Does time restricted eating cause muscle loss?
(Chen et al., 2021)
Time-Restricted Eating/Intermittent Fasting has been quite popular over the last few years, often marketed as a superior method for weight loss. Not many studies conducted in this area are Calorie controlled or examined the quality of the weight loss (Fat/Muscle Mass Ratio).
This meta-analysis investigated impact of TRE on weight loss and metabolic health in overweight & obese people.
Meta-analysis of 9 Studies lasted 4 weeks or more. Most studies had participants eating Ad libitum dieting with only difference restricted time window or no time restriction.

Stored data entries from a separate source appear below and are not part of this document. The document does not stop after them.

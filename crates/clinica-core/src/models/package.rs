//! Package domain model.
//!
//! A package is a subscription tier: numeric limits plus boolean
//! feature flags. Packages are shared read-only reference entities,
//! not owned by any consultorio.

use chrono::{DateTime, Utc};
use serde::{Deserialize, Serialize};
use uuid::Uuid;

/// Numeric limits per consultorio. `None` means unlimited.
#[derive(Debug, Clone, Copy, Serialize, Deserialize, Default)]
pub struct PackageLimits {
    pub doctors: Option<u32>,
    pub receptionists: Option<u32>,
    pub consultorios: Option<u32>,
}

#[derive(Debug, Clone, Copy, Serialize, Deserialize, Default)]
pub struct PackageFeatures {
    pub document_upload: bool,
    pub image_upload: bool,
    pub advanced_reports: bool,
    pub integrations: bool,
    pub priority_support: bool,
}

/// A gated feature, named by its wire key.
#[derive(Debug, Clone, Copy, Serialize, Deserialize, PartialEq, Eq)]
pub enum Feature {
    DocumentUpload,
    ImageUpload,
    AdvancedReports,
    Integrations,
    PrioritySupport,
}

impl Feature {
    /// Resolve a wire key to a known feature. Unknown keys return
    /// `None` so callers can distinguish a typo from a disabled flag.
    pub fn parse(name: &str) -> Option<Feature> {
        match name {
            "document_upload" => Some(Feature::DocumentUpload),
            "image_upload" => Some(Feature::ImageUpload),
            "advanced_reports" => Some(Feature::AdvancedReports),
            "integrations" => Some(Feature::Integrations),
            "priority_support" => Some(Feature::PrioritySupport),
            _ => None,
        }
    }

    pub fn name(self) -> &'static str {
        match self {
            Feature::DocumentUpload => "document_upload",
            Feature::ImageUpload => "image_upload",
            Feature::AdvancedReports => "advanced_reports",
            Feature::Integrations => "integrations",
            Feature::PrioritySupport => "priority_support",
        }
    }
}

impl PackageFeatures {
    pub fn flag(&self, feature: Feature) -> bool {
        match feature {
            Feature::DocumentUpload => self.document_upload,
            Feature::ImageUpload => self.image_upload,
            Feature::AdvancedReports => self.advanced_reports,
            Feature::Integrations => self.integrations,
            Feature::PrioritySupport => self.priority_support,
        }
    }
}

#[derive(Debug, Clone, Serialize, Deserialize)]
pub struct Package {
    pub id: Uuid,
    /// Unique slug consultorios reference (e.g. `basico`).
    pub name: String,
    /// Human-readable name shown in entitlement messages.
    pub display_name: String,
    pub limits: PackageLimits,
    pub features: PackageFeatures,
    pub created_at: DateTime<Utc>,
    pub updated_at: DateTime<Utc>,
}

/// Fields required to create a new package.
#[derive(Debug, Clone, Serialize, Deserialize)]
pub struct CreatePackage {
    pub name: String,
    pub display_name: String,
    pub limits: PackageLimits,
    pub features: PackageFeatures,
}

TRE resulted in 2.32% more weight loss compared to unrestricted. However, the fat loss in both interventions were similar. TRE resulted in greater LBM loss.
Practical Application
* • We can’t say with 100% certainty TRE cause muscle loss because this study measured LBM loss not Muscle Mass. They are not perfectly corelated.
* • If they actually did lose muscle mass, adequate protein consumption and strength training can reduce muscle loss during dieting.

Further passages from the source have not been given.